[Your assignment]
Here is a block of entries. Write out its lines exactly, from the first through the one containing "the entry is".

[Records for the exercise]
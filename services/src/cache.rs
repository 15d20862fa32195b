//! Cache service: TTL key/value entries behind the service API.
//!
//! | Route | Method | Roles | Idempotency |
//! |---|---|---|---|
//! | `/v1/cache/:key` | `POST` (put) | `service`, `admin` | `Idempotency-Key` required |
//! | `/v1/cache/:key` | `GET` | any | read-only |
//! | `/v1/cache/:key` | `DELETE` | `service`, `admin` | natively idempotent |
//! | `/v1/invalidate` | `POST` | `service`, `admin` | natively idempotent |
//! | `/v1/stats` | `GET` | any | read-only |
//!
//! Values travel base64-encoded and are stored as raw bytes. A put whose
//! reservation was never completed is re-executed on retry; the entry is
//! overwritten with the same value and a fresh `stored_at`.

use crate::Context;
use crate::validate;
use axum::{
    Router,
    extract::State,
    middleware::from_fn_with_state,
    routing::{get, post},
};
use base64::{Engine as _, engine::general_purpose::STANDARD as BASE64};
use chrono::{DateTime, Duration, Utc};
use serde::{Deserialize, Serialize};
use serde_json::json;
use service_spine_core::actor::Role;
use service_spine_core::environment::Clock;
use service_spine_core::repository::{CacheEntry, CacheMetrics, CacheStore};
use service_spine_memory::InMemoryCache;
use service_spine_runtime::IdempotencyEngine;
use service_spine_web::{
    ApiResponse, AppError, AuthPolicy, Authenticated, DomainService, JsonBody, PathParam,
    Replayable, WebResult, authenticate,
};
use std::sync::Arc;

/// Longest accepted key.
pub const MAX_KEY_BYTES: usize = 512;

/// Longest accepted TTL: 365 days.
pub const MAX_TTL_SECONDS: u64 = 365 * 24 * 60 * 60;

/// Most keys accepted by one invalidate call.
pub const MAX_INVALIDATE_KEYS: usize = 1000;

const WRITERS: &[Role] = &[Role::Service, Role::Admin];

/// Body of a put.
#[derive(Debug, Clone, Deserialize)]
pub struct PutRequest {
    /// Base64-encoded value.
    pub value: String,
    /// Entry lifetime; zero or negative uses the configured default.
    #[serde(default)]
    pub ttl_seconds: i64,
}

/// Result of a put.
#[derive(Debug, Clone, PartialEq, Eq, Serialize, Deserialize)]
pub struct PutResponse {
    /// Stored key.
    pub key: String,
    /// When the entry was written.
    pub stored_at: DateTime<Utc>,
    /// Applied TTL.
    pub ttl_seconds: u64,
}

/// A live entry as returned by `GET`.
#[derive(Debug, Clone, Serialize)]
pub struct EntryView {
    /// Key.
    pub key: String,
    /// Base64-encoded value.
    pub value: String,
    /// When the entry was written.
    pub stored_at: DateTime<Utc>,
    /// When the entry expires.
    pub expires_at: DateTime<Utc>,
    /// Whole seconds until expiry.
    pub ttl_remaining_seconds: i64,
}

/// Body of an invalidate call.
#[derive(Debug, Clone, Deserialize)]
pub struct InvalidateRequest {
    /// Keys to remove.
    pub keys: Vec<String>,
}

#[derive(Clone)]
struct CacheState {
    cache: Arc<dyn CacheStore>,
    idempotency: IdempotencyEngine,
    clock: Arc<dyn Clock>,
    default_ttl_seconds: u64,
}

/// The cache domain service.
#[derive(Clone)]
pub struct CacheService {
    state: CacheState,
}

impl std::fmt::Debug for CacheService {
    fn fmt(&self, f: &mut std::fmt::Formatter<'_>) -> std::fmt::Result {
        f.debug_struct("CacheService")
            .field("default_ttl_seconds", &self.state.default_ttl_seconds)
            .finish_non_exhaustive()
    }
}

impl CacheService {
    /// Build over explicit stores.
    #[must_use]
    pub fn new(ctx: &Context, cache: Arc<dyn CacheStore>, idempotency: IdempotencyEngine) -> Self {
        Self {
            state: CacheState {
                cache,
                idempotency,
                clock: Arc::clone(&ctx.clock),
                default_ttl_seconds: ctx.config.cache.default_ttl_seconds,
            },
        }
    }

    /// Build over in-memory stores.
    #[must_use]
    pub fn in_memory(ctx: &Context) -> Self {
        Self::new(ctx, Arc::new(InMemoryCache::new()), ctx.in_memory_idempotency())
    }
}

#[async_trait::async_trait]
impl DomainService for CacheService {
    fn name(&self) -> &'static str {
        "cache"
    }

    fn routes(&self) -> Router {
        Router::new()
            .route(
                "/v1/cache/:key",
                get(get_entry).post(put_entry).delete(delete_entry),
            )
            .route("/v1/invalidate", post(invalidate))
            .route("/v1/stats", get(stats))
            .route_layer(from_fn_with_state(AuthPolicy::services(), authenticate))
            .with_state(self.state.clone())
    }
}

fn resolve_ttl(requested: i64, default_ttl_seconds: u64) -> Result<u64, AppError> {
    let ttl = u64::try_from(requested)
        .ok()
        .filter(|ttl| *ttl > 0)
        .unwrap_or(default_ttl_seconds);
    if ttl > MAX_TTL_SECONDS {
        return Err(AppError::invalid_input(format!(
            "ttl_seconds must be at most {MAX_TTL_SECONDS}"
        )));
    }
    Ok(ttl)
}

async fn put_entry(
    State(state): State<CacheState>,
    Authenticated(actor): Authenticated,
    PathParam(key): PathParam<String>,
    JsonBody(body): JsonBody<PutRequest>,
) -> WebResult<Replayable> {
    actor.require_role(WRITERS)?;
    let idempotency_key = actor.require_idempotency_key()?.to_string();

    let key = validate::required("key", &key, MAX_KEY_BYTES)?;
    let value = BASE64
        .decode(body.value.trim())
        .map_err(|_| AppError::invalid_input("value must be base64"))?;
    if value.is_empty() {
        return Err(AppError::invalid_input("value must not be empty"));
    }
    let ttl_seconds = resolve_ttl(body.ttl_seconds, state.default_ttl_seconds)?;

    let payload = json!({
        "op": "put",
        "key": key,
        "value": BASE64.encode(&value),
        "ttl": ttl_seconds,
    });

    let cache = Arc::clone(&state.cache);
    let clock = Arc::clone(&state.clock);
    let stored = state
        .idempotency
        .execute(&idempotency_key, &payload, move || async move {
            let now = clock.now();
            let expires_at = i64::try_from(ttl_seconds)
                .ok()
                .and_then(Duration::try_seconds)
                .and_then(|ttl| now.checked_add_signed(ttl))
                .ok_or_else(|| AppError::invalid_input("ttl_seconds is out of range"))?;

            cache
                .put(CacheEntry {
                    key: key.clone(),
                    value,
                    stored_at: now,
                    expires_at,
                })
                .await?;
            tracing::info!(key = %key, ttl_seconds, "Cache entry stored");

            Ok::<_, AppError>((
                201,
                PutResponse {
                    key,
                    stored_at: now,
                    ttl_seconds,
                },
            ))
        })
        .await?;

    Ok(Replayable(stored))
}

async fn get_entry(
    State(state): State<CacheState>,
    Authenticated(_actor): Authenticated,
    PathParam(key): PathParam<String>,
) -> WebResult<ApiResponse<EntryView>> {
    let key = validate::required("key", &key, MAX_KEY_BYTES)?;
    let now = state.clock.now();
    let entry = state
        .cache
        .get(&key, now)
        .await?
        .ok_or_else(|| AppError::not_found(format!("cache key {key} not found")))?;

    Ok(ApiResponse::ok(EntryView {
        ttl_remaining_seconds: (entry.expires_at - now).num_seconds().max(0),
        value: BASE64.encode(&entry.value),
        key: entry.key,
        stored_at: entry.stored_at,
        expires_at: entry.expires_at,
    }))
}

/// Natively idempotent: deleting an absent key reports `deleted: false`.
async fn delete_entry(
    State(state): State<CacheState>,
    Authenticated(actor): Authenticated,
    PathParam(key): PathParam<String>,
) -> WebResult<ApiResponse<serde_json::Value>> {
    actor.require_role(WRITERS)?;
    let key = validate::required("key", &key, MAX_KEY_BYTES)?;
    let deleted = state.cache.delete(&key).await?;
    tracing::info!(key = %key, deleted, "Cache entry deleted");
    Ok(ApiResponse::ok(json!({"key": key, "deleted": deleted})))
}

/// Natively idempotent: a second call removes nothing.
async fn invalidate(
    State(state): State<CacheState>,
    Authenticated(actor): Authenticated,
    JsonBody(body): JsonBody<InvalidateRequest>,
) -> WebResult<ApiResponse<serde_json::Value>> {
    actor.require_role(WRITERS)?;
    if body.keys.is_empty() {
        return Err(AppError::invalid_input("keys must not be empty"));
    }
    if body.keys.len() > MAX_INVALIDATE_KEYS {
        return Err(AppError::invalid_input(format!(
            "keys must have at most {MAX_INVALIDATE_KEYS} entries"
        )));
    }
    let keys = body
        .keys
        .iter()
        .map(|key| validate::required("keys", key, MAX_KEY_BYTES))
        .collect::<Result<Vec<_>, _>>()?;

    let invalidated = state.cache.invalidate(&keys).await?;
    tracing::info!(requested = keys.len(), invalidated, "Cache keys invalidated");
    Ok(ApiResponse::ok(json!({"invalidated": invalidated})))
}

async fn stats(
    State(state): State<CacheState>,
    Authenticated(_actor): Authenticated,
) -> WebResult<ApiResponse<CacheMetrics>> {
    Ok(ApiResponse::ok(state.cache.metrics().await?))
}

[The answer]
filename services/src/cache.rs
repository 15d20862fa32195b
//! Cache service: TTL key/value entries behind the service API.
//!
//! | Route | Method | Roles | Idempotency |
//! |---|---|---|---|
//! | `/v1/cache/:key` | `POST` (put) | `service`, `admin` | `Idempotency-Key` required |
//! | `/v1/cache/:key` | `GET` | any | read-only |
//! | `/v1/cache/:key` | `DELETE` | `service`, `admin` | natively idempotent |
//! | `/v1/invalidate` | `POST` | `service`, `admin` | natively idempotent |
//! | `/v1/stats` | `GET` | any | read-only |
//!
//! Values travel base64-encoded and are stored as raw bytes. A put whose
//! reservation was never completed is re-executed on retry; the entry is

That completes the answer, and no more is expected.